Rex kept alive with glitzy affair
Eight years ago, Rex Nettleford, artistic director of the National Dance Theatre Company (NDTC) and pro-vice chancellor of the University of the West Indies (UWI) Mona, passed away. And although his time on earth is up, he continues to impact Jamaicans, their culture, and their academics through the work of The Rex Nettleford Foundation.
A full house turned out at the Little Theatre, St Andrew, on Tuesday to relive some of Nettleford's choreographic works while, at the same time, celebrating with two young Jamaicans, Nicholas McIntyre and Cushema Weir. The two were the recipients of the 2018 Rex Nettleford Foundation Cornwall College Award and the Rex Nettleford Hall Award.
The occasion was also used to honour Barry Moncrieffe, the NDTC's immediate past artistic director.

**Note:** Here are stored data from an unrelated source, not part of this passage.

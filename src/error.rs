//! Error types for the flextime engine.
//!
//! Per-day problems never show up here: they are recorded on the
//! [`DailyResult`](crate::models::DailyResult) itself so batch processing can
//! continue. This type covers configuration loading, missing required inputs
//! and month lifecycle violations.

use thiserror::Error;
use uuid::Uuid;

/// The main error type for the flextime engine.
///
/// # Example
///
/// ```
/// use flextime_engine::error::EngineError;
///
/// let error = EngineError::DayPlanNotFound {
///     code: "late_shift".to_string(),
/// };
/// assert_eq!(error.to_string(), "Day plan not found: late_shift");
/// ```
#[derive(Debug, Clone, PartialEq, Eq, Error)]
pub enum EngineError {
    /// Configuration file was not found at the specified path.
    #[error("Configuration file not found: {path}")]
    ConfigNotFound {
        /// The path that was not found.
        path: String,
    },

    /// Configuration file could not be parsed.
    #[error("Failed to parse configuration file '{path}': {message}")]
    ConfigParseError {
        /// The path to the file that failed to parse.
        path: String,
        /// A description of the parse error.
        message: String,
    },

    /// Day plan code was not found in the configuration.
    #[error("Day plan not found: {code}")]
    DayPlanNotFound {
        /// The day plan code that was not found.
        code: String,
    },

    /// Monthly rule set code was not found in the configuration.
    #[error("Monthly rules not found: {code}")]
    MonthlyRulesNotFound {
        /// The rule set code that was not found.
        code: String,
    },

    /// A month was evaluated without any monthly rules.
    #[error("No monthly rules supplied for employee {employee_id} in {year}-{month:02}")]
    MissingMonthlyRules {
        /// The employee being evaluated.
        employee_id: Uuid,
        /// The year of the month.
        year: i32,
        /// The month number.
        month: u32,
    },

    /// A month number outside 1..=12 was supplied.
    #[error("Invalid month {year}-{month}")]
    InvalidMonth {
        /// The year supplied.
        year: i32,
        /// The month number supplied.
        month: u32,
    },

    /// Recalculation was attempted on a closed month.
    #[error("Month {year}-{month:02} is closed for employee {employee_id}")]
    MonthClosed {
        /// The employee the month belongs to.
        employee_id: Uuid,
        /// The year of the month.
        year: i32,
        /// The month number.
        month: u32,
    },

    /// Close was attempted on a month that is already closed.
    #[error("Month {year}-{month:02} is already closed for employee {employee_id}")]
    MonthAlreadyClosed {
        /// The employee the month belongs to.
        employee_id: Uuid,
        /// The year of the month.
        year: i32,
        /// The month number.
        month: u32,
    },

    /// Reopen was attempted on a month that is not closed.
    #[error("Month {year}-{month:02} is not closed for employee {employee_id}")]
    MonthNotClosed {
        /// The employee the month belongs to.
        employee_id: Uuid,
        /// The year of the month.
        year: i32,
        /// The month number.
        month: u32,
    },

    /// Close was attempted before the month had been calculated.
    #[error("Month {year}-{month:02} has not been calculated for employee {employee_id}")]
    MonthNotCalculated {
        /// The employee the month belongs to.
        employee_id: Uuid,
        /// The year of the month.
        year: i32,
        /// The month number.
        month: u32,
    },

    /// A general calculation error occurred.
    #[error("Calculation error: {message}")]
    CalculationError {
        /// A description of the calculation error.
        message: String,
    },
}

impl EngineError {
    /// Returns true for the distinguished "month closed" condition.
    pub fn is_month_closed(&self) -> bool {
        matches!(self, EngineError::MonthClosed { .. })
    }
}

/// A type alias for Results that return EngineError.
pub type EngineResult<T> = Result<T, EngineError>;
//! Warning and error codes attached to daily and monthly results.

/// Day was a holiday and credited from the holiday table.
pub const HOLIDAY: &str = "HOLIDAY";
/// Holiday category has no credit entry; zero was credited.
pub const HOLIDAY_CREDIT_NOT_CONFIGURED: &str = "HOLIDAY_CREDIT_NOT_CONFIGURED";
/// Punches exist on a holiday and were not evaluated.
pub const HOLIDAY_PUNCHES_IGNORED: &str = "HOLIDAY_PUNCHES_IGNORED";
/// No day plan was supplied; off-day defaults were used.
pub const NO_DAY_PLAN: &str = "NO_DAY_PLAN";

/// No punches and the policy flags the day.
pub const NO_PUNCHES: &str = "NO_PUNCHES";
/// No punches and the target was credited.
pub const NO_PUNCHES_CREDITED: &str = "NO_PUNCHES_CREDITED";
/// No punches and the target was booked as undertime.
pub const NO_PUNCHES_DEDUCTED: &str = "NO_PUNCHES_DEDUCTED";
/// Absence creation for a vocational-school day is left to the caller.
pub const ABSENCE_CREATION_DELEGATED: &str = "ABSENCE_CREATION_DELEGATED";
/// Booking to the default order is left to the caller.
pub const ORDER_BOOKING_DELEGATED: &str = "ORDER_BOOKING_DELEGATED";

/// A punch time lies outside the day.
pub const INVALID_PUNCH_TIME: &str = "INVALID_PUNCH_TIME";
/// Terminal sequence contradicts clock order.
pub const PUNCHES_OUT_OF_ORDER: &str = "PUNCHES_OUT_OF_ORDER";
/// A closing punch has no opening punch.
pub const MISSING_ARRIVAL: &str = "MISSING_ARRIVAL";
/// An opening punch has no closing punch.
pub const MISSING_DEPARTURE: &str = "MISSING_DEPARTURE";
/// Punched break time outside every work span was not deducted.
pub const BREAK_OUTSIDE_WORK: &str = "BREAK_OUTSIDE_WORK";
/// Punches for another employee or date were ignored.
pub const FOREIGN_PUNCH_IGNORED: &str = "FOREIGN_PUNCH_IGNORED";

/// Net time exceeded the daily maximum and was cut.
pub const CAPPED: &str = "CAPPED";

/// Work started after the core window opened.
pub const CORE_TIME_LATE_ARRIVAL: &str = "CORE_TIME_LATE_ARRIVAL";
/// Work ended before the core window closed.
pub const CORE_TIME_EARLY_DEPARTURE: &str = "CORE_TIME_EARLY_DEPARTURE";
/// Presence was interrupted inside the core window.
pub const CORE_TIME_GAP: &str = "CORE_TIME_GAP";
/// No presence at all inside the core window.
pub const CORE_TIME_ABSENT: &str = "CORE_TIME_ABSENT";

/// Monthly cap withheld part of the surplus.
pub const MONTHLY_CAP: &str = "MONTHLY_CAP";
/// Threshold portion of the surplus was forfeited.
pub const THRESHOLD_FORFEITED: &str = "THRESHOLD_FORFEITED";
/// Credit type forfeits the whole change.
pub const NO_CARRYOVER_FORFEITED: &str = "NO_CARRYOVER_FORFEITED";
/// Balance was clamped to the annual upper limit.
pub const ANNUAL_CAP: &str = "ANNUAL_CAP";
/// Balance was clamped to the annual lower limit.
pub const ANNUAL_FLOOR: &str = "ANNUAL_FLOOR";
/// At least one day of the month is in error.
pub const DAYS_WITH_ERRORS: &str = "DAYS_WITH_ERRORS";
/// A daily result for another employee or month was passed in and ignored.
pub const FOREIGN_DAILY_RESULT: &str = "FOREIGN_DAILY_RESULT";

/// Appends `code` unless it is already present, keeping first-seen order.
pub(crate) fn push_code(codes: &mut Vec<String>, code: &str) {
    if !codes.iter().any(|existing| existing == code) {
        codes.push(code.to_string());
    }
}
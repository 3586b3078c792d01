//! Punch model and related types.
//!
//! A punch is a single raw clock event. Times are minutes from midnight so
//! the rounding arithmetic can work on plain integers.

use chrono::NaiveDate;
use serde::{Deserialize, Serialize};
use uuid::Uuid;

/// Minutes in a calendar day. Also the largest value a rounded time may take.
pub const MINUTES_PER_DAY: i32 = 1440;

/// Whether a punch belongs to a work span or a break span.
#[derive(Debug, Clone, Copy, PartialEq, Eq, Hash, Serialize, Deserialize)]
#[serde(rename_all = "snake_case")]
pub enum PunchCategory {
    /// Start or end of work.
    Work,
    /// Start or end of a booked break.
    Break,
}

/// Direction of a punch.
#[derive(Debug, Clone, Copy, PartialEq, Eq, Hash, Serialize, Deserialize)]
#[serde(rename_all = "snake_case")]
pub enum PunchDirection {
    /// Coming in (to work, or back from a break).
    Arrival,
    /// Going out (from work, or leaving for a break).
    Departure,
}

impl PunchCategory {
    /// The direction that opens a span of this category.
    ///
    /// Work spans open with an arrival. Break spans open when the employee
    /// leaves for the break and close when they return.
    ///
    /// ```
    /// use flextime_engine::models::{PunchCategory, PunchDirection};
    ///
    /// assert_eq!(PunchCategory::Work.opening_direction(), PunchDirection::Arrival);
    /// assert_eq!(PunchCategory::Break.opening_direction(), PunchDirection::Departure);
    /// ```
    pub fn opening_direction(self) -> PunchDirection {
        match self {
            PunchCategory::Work => PunchDirection::Arrival,
            PunchCategory::Break => PunchDirection::Departure,
        }
    }
}

/// A raw clock punch for one employee on one day.
///
/// # Example
///
/// ```
/// use flextime_engine::models::{Punch, PunchCategory, PunchDirection};
/// use chrono::NaiveDate;
/// use uuid::Uuid;
///
/// let punch = Punch {
///     employee_id: Uuid::nil(),
///     date: NaiveDate::from_ymd_opt(2026, 3, 2).unwrap(),
///     category: PunchCategory::Work,
///     direction: PunchDirection::Arrival,
///     time: 8 * 60,
///     sequence: 1,
/// };
/// assert!(punch.is_valid_time());
/// ```
#[derive(Debug, Clone, PartialEq, Eq, Serialize, Deserialize)]
pub struct Punch {
    /// The employee who punched.
    pub employee_id: Uuid,
    /// The calendar day the punch belongs to.
    pub date: NaiveDate,
    /// Work or break.
    pub category: PunchCategory,
    /// Arrival or departure.
    pub direction: PunchDirection,
    /// Raw clock time in minutes from midnight (0..=1439).
    pub time: i32,
    /// Order in which the terminal recorded the punch.
    pub sequence: u32,
}

impl Punch {
    /// Returns true if the raw time lies within a calendar day.
    pub fn is_valid_time(&self) -> bool {
        (0..MINUTES_PER_DAY).contains(&self.time)
    }

    /// Returns true if this punch opens a span of its category.
    pub fn opens_span(&self) -> bool {
        self.direction == self.category.opening_direction()
    }
}
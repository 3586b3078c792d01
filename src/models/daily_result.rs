//! Daily calculation inputs and results.
//!
//! [`DayContext`] carries the per-day facts supplied by the absence and
//! holiday lookups. [`DailyResult`] is the canonical outcome of one
//! employee-day and is always rebuilt in full.

use chrono::{DateTime, NaiveDate, Utc};
use rust_decimal::Decimal;
use serde::{Deserialize, Serialize};
use uuid::Uuid;

use super::codes::push_code;

/// Facts about the day that do not come from the punch clock.
///
/// # Example
///
/// ```
/// use flextime_engine::models::DayContext;
/// use chrono::NaiveDate;
/// use uuid::Uuid;
///
/// let day = DayContext::workday(Uuid::nil(), NaiveDate::from_ymd_opt(2026, 3, 2).unwrap());
/// assert!(!day.is_holiday);
/// assert_eq!(day.holiday_category, None);
/// ```
#[derive(Debug, Clone, PartialEq, Eq, Serialize, Deserialize)]
pub struct DayContext {
    /// The employee the day belongs to.
    pub employee_id: Uuid,
    /// The calendar day.
    pub date: NaiveDate,
    /// Whether the day is a holiday.
    #[serde(default)]
    pub is_holiday: bool,
    /// Holiday category used to look up the credit.
    #[serde(default)]
    pub holiday_category: Option<u8>,
    /// Whether an approved absence covers the day.
    #[serde(default)]
    pub is_approved_absence: bool,
    /// Daily target from the employee master record.
    #[serde(default)]
    pub employee_master_target_minutes: Option<i32>,
}

impl DayContext {
    /// An ordinary working day with no holiday or absence.
    pub fn workday(employee_id: Uuid, date: NaiveDate) -> Self {
        Self {
            employee_id,
            date,
            is_holiday: false,
            holiday_category: None,
            is_approved_absence: false,
            employee_master_target_minutes: None,
        }
    }
}

/// Outcome status of a daily calculation.
#[derive(Debug, Clone, Copy, PartialEq, Eq, Hash, Serialize, Deserialize)]
#[serde(rename_all = "snake_case")]
pub enum DayStatus {
    /// The day was calculated.
    Calculated,
    /// The day needs correction before its times can be trusted.
    Error,
}

/// The calculated working time for one employee-day.
#[derive(Debug, Clone, PartialEq, Eq, Serialize, Deserialize)]
pub struct DailyResult {
    /// The employee the result belongs to.
    pub employee_id: Uuid,
    /// The calendar day.
    pub date: NaiveDate,
    /// Resolved target minutes.
    pub target_minutes: i32,
    /// Worked span before break deduction.
    pub gross_minutes: i32,
    /// Worked time after break deduction.
    pub net_minutes: i32,
    /// Net time above target.
    pub overtime_minutes: i32,
    /// Net time below target.
    pub undertime_minutes: i32,
    /// Break minutes deducted.
    pub break_minutes: i32,
    /// Minutes removed by the daily maximum.
    pub capped_minutes: i32,
    /// First adjusted work arrival.
    pub first_arrival: Option<i32>,
    /// Last adjusted work departure.
    pub last_departure: Option<i32>,
    /// Calculated or error.
    pub status: DayStatus,
    /// Warning codes in the order they were raised.
    pub warnings: Vec<String>,
    /// Error codes in the order they were raised.
    pub errors: Vec<String>,
    /// When the result was produced.
    pub computed_at: DateTime<Utc>,
}

impl DailyResult {
    /// Creates an empty calculated result carrying only the target.
    pub(crate) fn new(
        employee_id: Uuid,
        date: NaiveDate,
        target_minutes: i32,
        computed_at: DateTime<Utc>,
    ) -> Self {
        Self {
            employee_id,
            date,
            target_minutes,
            gross_minutes: 0,
            net_minutes: 0,
            overtime_minutes: 0,
            undertime_minutes: 0,
            break_minutes: 0,
            capped_minutes: 0,
            first_arrival: None,
            last_departure: None,
            status: DayStatus::Calculated,
            warnings: Vec::new(),
            errors: Vec::new(),
            computed_at,
        }
    }

    pub(crate) fn warn(&mut self, code: &str) {
        push_code(&mut self.warnings, code);
    }

    pub(crate) fn fail(&mut self, code: &str) {
        push_code(&mut self.errors, code);
        self.status = DayStatus::Error;
    }

    /// Sets net and gross and derives overtime/undertime against the target.
    pub(crate) fn set_worked(&mut self, gross_minutes: i32, net_minutes: i32) {
        self.gross_minutes = gross_minutes;
        self.net_minutes = net_minutes;
        self.overtime_minutes = (net_minutes - self.target_minutes).max(0);
        self.undertime_minutes = (self.target_minutes - net_minutes).max(0);
    }

    /// Returns true if the day is in error.
    pub fn has_error(&self) -> bool {
        self.status == DayStatus::Error
    }

    /// Returns true if `code` was raised as a warning or an error.
    pub fn has_code(&self, code: &str) -> bool {
        self.warnings.iter().chain(self.errors.iter()).any(|c| c == code)
    }

    /// Signed flextime contribution of the day (overtime minus undertime).
    pub fn balance_minutes(&self) -> i32 {
        self.overtime_minutes - self.undertime_minutes
    }

    /// Net time in hours.
    ///
    /// ```
    /// use flextime_engine::calculation::calculate_day;
    /// use flextime_engine::config::EngineSettings;
    /// use flextime_engine::models::{DayContext, DayRules, NoPunchPolicy};
    /// use chrono::NaiveDate;
    /// use rust_decimal::Decimal;
    /// use uuid::Uuid;
    ///
    /// let rules = DayRules {
    ///     target_minutes: 450,
    ///     no_punch_policy: NoPunchPolicy::CreditTarget,
    ///     ..DayRules::off_day()
    /// };
    /// let day = DayContext::workday(Uuid::nil(), NaiveDate::from_ymd_opt(2026, 3, 2).unwrap());
    /// let result = calculate_day(&[], Some(&rules), &day, &EngineSettings::default());
    /// assert_eq!(result.net_hours(), Decimal::new(75, 1)); // 7.5
    /// ```
    pub fn net_hours(&self) -> Decimal {
        minutes_to_hours(self.net_minutes)
    }

    /// Signed flextime contribution in hours.
    pub fn balance_hours(&self) -> Decimal {
        minutes_to_hours(self.balance_minutes())
    }
}

/// Converts minutes to hours as a Decimal.
pub fn minutes_to_hours(minutes: i32) -> Decimal {
    Decimal::from(minutes) / Decimal::from(60)
}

The evening's event, which was dubbed 'Remembering Rex', began with a brief welcome from the Rex Nettleford Foundation's chairman Ambassador Richard Bernal. Performances came from the NDTC dancers and the University Singers. Both groups showcased not only amazing talents and creativity, but also a knack for selecting appropriate pieces.
This was the case of the opening selection, the dynamically arranged Lift Every Voice and Sing performed by the smartly attired University Singers. Franklin Halliburton conducted.
A combined performance of The Lord's Prayer from Halliburton and NDTC's newly appointed artistic director, Marlon Simms, followed. Both were impressive in their respective disciplines.
The full choir returned with a showstopping rendition of Ave Maria, and subsequently delivered Seasons of Love (from the musical Rent). The singers ended their thrilling performance with Rocksteady Suite, arranged by Djenne Greaves and choreographed by Rex Nettleford.
The NDTC performed excerpts of Troy Powell's Unscathed, choreographed in 2015, and Nettleford's Tintinnabulum, choreographed in 1997. The dances were performed as homage to the company's late artistic director.
Nettleford's Kumina (1971) also seemed to serve as the ceremonial handing over of the artistic directorship of the NDTC to Simms. Simms danced the king, a role performed by Rex. The queen was danced by Keita-Marie Chamberlin, another indication of the passing of the guard to the present generation of dancers.